Dr. William Rainey Holt House, also known as The Homestead, is a historic home located at 408 South Main Street Lexington, Davidson County, North Carolina.

History and Description
The house was built in 1834, and is a two-story, three bay, Greek Revival style frame dwelling with a hipped roof.  It features Palladian windows and has a double-pile center-hall plan.
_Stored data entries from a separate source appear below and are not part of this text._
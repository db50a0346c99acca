//! Cloud Secret Organization path taxonomy.
//!
//! Package names following the taxonomy start with one of six rings, each
//! with a minimum number of path segments:
//!
//! | Ring       | Layout                                                  |
//! |------------|---------------------------------------------------------|
//! | `meta`     | `meta/<owner>/...`                                      |
//! | `infra`    | `infra/<provider>/<account>/<region>/<service>/...`     |
//! | `platform` | `platform/<stage>/<name>/<region>/<service>/...`        |
//! | `product`  | `product/<name>/<version>/<component>/...`              |
//! | `app`      | `app/<stage>/<platform>/<product>/<version>/<component>/...` |
//! | `artifact` | `artifact/<type>/<id>/...`                              |
//!
//! Stages are `dev`, `qa`, `staging` and `production`.

use std::fmt;
use std::str::FromStr;

use crate::error::{Error, Result};

/// Top-level taxonomy ring.
#[derive(Debug, Clone, Copy, PartialEq, Eq, Hash)]
pub enum Ring {
    Meta,
    Infra,
    Platform,
    Product,
    App,
    Artifact,
}

impl Ring {
    pub fn as_str(&self) -> &'static str {
        match self {
            Self::Meta => "meta",
            Self::Infra => "infra",
            Self::Platform => "platform",
            Self::Product => "product",
            Self::App => "app",
            Self::Artifact => "artifact",
        }
    }

    /// Minimum segment count, ring included.
    pub fn min_depth(&self) -> usize {
        match self {
            Self::Meta => 2,
            Self::Infra | Self::Platform => 5,
            Self::Product => 4,
            Self::App => 6,
            Self::Artifact => 3,
        }
    }

    /// Whether the second segment must be a [`Stage`].
    pub fn is_staged(&self) -> bool {
        matches!(self, Self::Platform | Self::App)
    }
}

impl FromStr for Ring {
    type Err = Error;

    fn from_str(s: &str) -> Result<Self> {
        match s {
            "meta" => Ok(Self::Meta),
            "infra" => Ok(Self::Infra),
            "platform" => Ok(Self::Platform),
            "product" => Ok(Self::Product),
            "app" => Ok(Self::App),
            "artifact" => Ok(Self::Artifact),
            other => Err(Error::Validation(format!("unknown ring '{}'", other))),
        }
    }
}

impl fmt::Display for Ring {
    fn fmt(&self, f: &mut fmt::Formatter<'_>) -> fmt::Result {
        f.write_str(self.as_str())
    }
}

/// Deployment stage.
#[derive(Debug, Clone, Copy, PartialEq, Eq, Hash)]
pub enum Stage {
    Dev,
    Qa,
    Staging,
    Production,
}

impl FromStr for Stage {
    type Err = Error;

    fn from_str(s: &str) -> Result<Self> {
        match s {
            "dev" => Ok(Self::Dev),
            "qa" => Ok(Self::Qa),
            "staging" => Ok(Self::Staging),
            "production" => Ok(Self::Production),
            other => Err(Error::Validation(format!("unknown stage '{}'", other))),
        }
    }
}

/// Check a package name against the taxonomy and return its ring.
///
/// # Errors
///
/// Returns `Error::Validation` describing why the path is not compliant.
pub fn validate(path: &str) -> Result<Ring> {
    let segments: Vec<&str> = path.split('/').collect();
    let ring: Ring = segments[0].parse()?;

    if segments.len() < ring.min_depth() {
        return Err(Error::Validation(format!(
            "'{}' needs at least {} segments for ring '{}'",
            path,
            ring.min_depth(),
            ring
        )));
    }

    if let Some(bad) = segments.iter().find(|s| !is_segment(s)) {
        return Err(Error::Validation(format!(
            "'{}' has an invalid segment '{}'",
            path, bad
        )));
    }

    if ring.is_staged() {
        segments[1].parse::<Stage>()?;
    }

    Ok(ring)
}

/// Whether `path` follows the taxonomy.
pub fn is_compliant(path: &str) -> bool {
    validate(path).is_ok()
}

fn is_segment(segment: &str) -> bool {
    let mut chars = segment.chars();
    matches!(chars.next(), Some(c) if c.is_ascii_alphanumeric())
        && chars.all(|c| c.is_ascii_alphanumeric() || matches!(c, '.' | '_' | '-' | '@'))
}

#[cfg(test)]
mod tests {
    use super::*;

    #[test]
    fn test_compliant_paths() {
        assert_eq!(validate("meta/security").unwrap(), Ring::Meta);
        assert_eq!(
            validate("infra/aws/security/eu-central-1/ec2/ssh").unwrap(),
            Ring::Infra
        );
        assert_eq!(
            validate("platform/production/customer/us-east-1/rds").unwrap(),
            Ring::Platform
        );
        assert_eq!(
            validate("product/ece/v1.0.0/server/license").unwrap(),
            Ring::Product
        );
        assert_eq!(
            validate("app/staging/customer/billing/v1.2.0/api").unwrap(),
            Ring::App
        );
        assert_eq!(
            validate("artifact/docker/sha256-abcdef").unwrap(),
            Ring::Artifact
        );
    }

    #[test]
    fn test_non_compliant_paths() {
        assert!(!is_compliant(""));
        assert!(!is_compliant("apps/production/a/b/c/d"));
        assert!(!is_compliant("app/production/customer"));
        assert!(!is_compliant("app/prod/customer/billing/v1/api"));
        assert!(!is_compliant("meta/"));
        assert!(!is_compliant("artifact/docker/-leading"));
        assert!(!is_compliant("infra/aws/acc/eu west/ec2"));
    }

    #[test]
    fn test_error_message_names_ring() {
        let err = validate("product/ece").unwrap_err();
        assert!(err.to_string().contains("ring 'product'"));
    }
}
It was remodeled about 1892 and 1900, and a rear addition was added in 1949.  Also on the property is the contributing former servants quarters called by the Holt family "Lizzie's house".
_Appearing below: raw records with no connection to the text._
//! RuleSet document model.

use std::io::Read;

use serde::{Deserialize, Serialize};

use crate::core::constants::{API_VERSION, KIND_RULESET};
use crate::core::patch::checksum;
use crate::error::{Error, Result};

/// A `RuleSet` document.
#[derive(Debug, Clone, Default, PartialEq, Eq, Serialize, Deserialize)]
#[serde(rename_all = "camelCase")]
pub struct RuleSet {
    #[serde(default)]
    pub api_version: String,
    #[serde(default)]
    pub kind: String,
    #[serde(default, skip_serializing_if = "Option::is_none")]
    pub meta: Option<RuleSetMeta>,
    #[serde(default, skip_serializing_if = "Option::is_none")]
    pub spec: Option<RuleSetSpec>,
}

#[derive(Debug, Clone, Default, PartialEq, Eq, Serialize, Deserialize)]
#[serde(rename_all = "camelCase")]
pub struct RuleSetMeta {
    pub name: String,
    #[serde(default)]
    pub description: String,
}

#[derive(Debug, Clone, Default, PartialEq, Eq, Serialize, Deserialize)]
#[serde(rename_all = "camelCase")]
pub struct RuleSetSpec {
    #[serde(default)]
    pub rules: Vec<Rule>,
}

/// One lint rule: a path glob and exactly one of `constraints`, `rego`,
/// `regoFile`.
#[derive(Debug, Clone, Default, PartialEq, Eq, Serialize, Deserialize)]
#[serde(rename_all = "camelCase")]
pub struct Rule {
    pub name: String,
    #[serde(default, skip_serializing_if = "String::is_empty")]
    pub description: String,
    pub path: String,
    #[serde(default, skip_serializing_if = "Option::is_none")]
    pub constraints: Option<Vec<String>>,
    #[serde(default, skip_serializing_if = "Option::is_none")]
    pub rego: Option<String>,
    #[serde(default, skip_serializing_if = "Option::is_none")]
    pub rego_file: Option<String>,
}

impl RuleSet {
    /// Empty, valid ruleset named `name`.
    pub fn new(name: impl Into<String>) -> Self {
        Self {
            api_version: API_VERSION.to_string(),
            kind: KIND_RULESET.to_string(),
            meta: Some(RuleSetMeta {
                name: name.into(),
                description: String::new(),
            }),
            spec: Some(RuleSetSpec::default()),
        }
    }

    /// Append a rule; builder style, mostly for tests and programmatic use.
    pub fn with_rule(mut self, rule: Rule) -> Self {
        self.spec.get_or_insert_with(RuleSetSpec::default).rules.push(rule);
        self
    }

    /// Decode a YAML or JSON document and validate it.
    pub fn from_reader<R: Read>(reader: R) -> Result<Self> {
        let ruleset: Self = serde_yaml::from_reader(reader)
            .map_err(|e| Error::Validation(format!("unable to decode ruleset: {}", e)))?;
        ruleset.validate()?;
        Ok(ruleset)
    }

    pub fn from_yaml(document: &str) -> Result<Self> {
        Self::from_reader(document.as_bytes())
    }

    /// Check the header and that every rule is named.
    ///
    /// # Errors
    ///
    /// Returns `Error::Validation` on the first problem found.
    pub fn validate(&self) -> Result<()> {
        if self.api_version != API_VERSION {
            return Err(Error::Validation(format!(
                "apiVersion should be '{}', got '{}'",
                API_VERSION, self.api_version
            )));
        }
        if self.kind != KIND_RULESET {
            return Err(Error::Validation(format!(
                "kind should be '{}', got '{}'",
                KIND_RULESET, self.kind
            )));
        }
        if self.meta.is_none() {
            return Err(Error::Validation("meta should be set".into()));
        }
        let Some(spec) = &self.spec else {
            return Err(Error::Validation("spec should be set".into()));
        };
        if let Some(index) = spec.rules.iter().position(|r| r.name.trim().is_empty()) {
            return Err(Error::Validation(format!("rule #{} has no name", index)));
        }
        Ok(())
    }

    /// Stable identifier, computed like the patch checksum.
    pub fn checksum(&self) -> Result<String> {
        checksum(self)
    }

    pub fn name(&self) -> &str {
        self.meta.as_ref().map_or("", |m| m.name.as_str())
    }

    pub fn rules(&self) -> &[Rule] {
        self.spec.as_ref().map_or(&[], |s| s.rules.as_slice())
    }
}

impl Rule {
    /// Rule checked with dialect A expressions.
    pub fn constraints<S: Into<String>>(
        name: impl Into<String>,
        path: impl Into<String>,
        constraints: impl IntoIterator<Item = S>,
    ) -> Self {
        Self {
            name: name.into(),
            path: path.into(),
            constraints: Some(constraints.into_iter().map(Into::into).collect()),
            ..Self::default()
        }
    }

    /// Rule checked with an inline Rego module.
    pub fn rego(name: impl Into<String>, path: impl Into<String>, module: impl Into<String>) -> Self {
        Self {
            name: name.into(),
            path: path.into(),
            rego: Some(module.into()),
            ..Self::default()
        }
    }
}

#[cfg(test)]
mod tests {
    use super::*;

    const RULESET: &str = r#"
apiVersion: harp.elastic.co/v1
kind: RuleSet
meta:
  name: app-secrets
  description: Application packages must carry an API key
spec:
  rules:
    - name: api-key
      path: "app/**"
      constraints:
        - p.has_secret("API_KEY")
    - name: db
      path: "infra/**"
      regoFile: db.rego
"#;

    #[test]
    fn test_decode() {
        let ruleset = RuleSet::from_yaml(RULESET).unwrap();
        assert_eq!(ruleset.name(), "app-secrets");
        assert_eq!(ruleset.rules().len(), 2);
        assert_eq!(
            ruleset.rules()[0].constraints.as_deref(),
            Some(&[r#"p.has_secret("API_KEY")"#.to_string()][..])
        );
        assert_eq!(ruleset.rules()[1].rego_file.as_deref(), Some("db.rego"));
    }

    #[test]
    fn test_validation() {
        assert!(RuleSet::new("x").validate().is_ok());

        let mut wrong_kind = RuleSet::new("x");
        wrong_kind.kind = "BundlePatch".into();
        assert!(matches!(wrong_kind.validate(), Err(Error::Validation(_))));

        let mut no_spec = RuleSet::new("x");
        no_spec.spec = None;
        assert!(no_spec.validate().is_err());

        let unnamed = RuleSet::new("x").with_rule(Rule::constraints("", "app/**", ["true"]));
        assert!(unnamed.validate().is_err());
    }

    #[test]
    fn test_checksum() {
        let a = RuleSet::from_yaml(RULESET).unwrap();
        let sum = a.checksum().unwrap();
        assert_eq!(sum, RuleSet::from_yaml(RULESET).unwrap().checksum().unwrap());
        assert_ne!(sum, RuleSet::new("x").checksum().unwrap());
    }
}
The Homestead has windows, sidelights and other Palladian details characteristic of the pattern books of architect Asher Benjamin.

It was added to the National Register of Historic Places in 1983.

William Rainey Holt

William Rainey Holt was a Pennsylvania-trained physician who practiced medicine after relocating to Davidson County. An ardent secessionist, Dr. Holt had three sons killed during military service for the Confederacy in the Civil War. His home was occupied by Union Army soldiers.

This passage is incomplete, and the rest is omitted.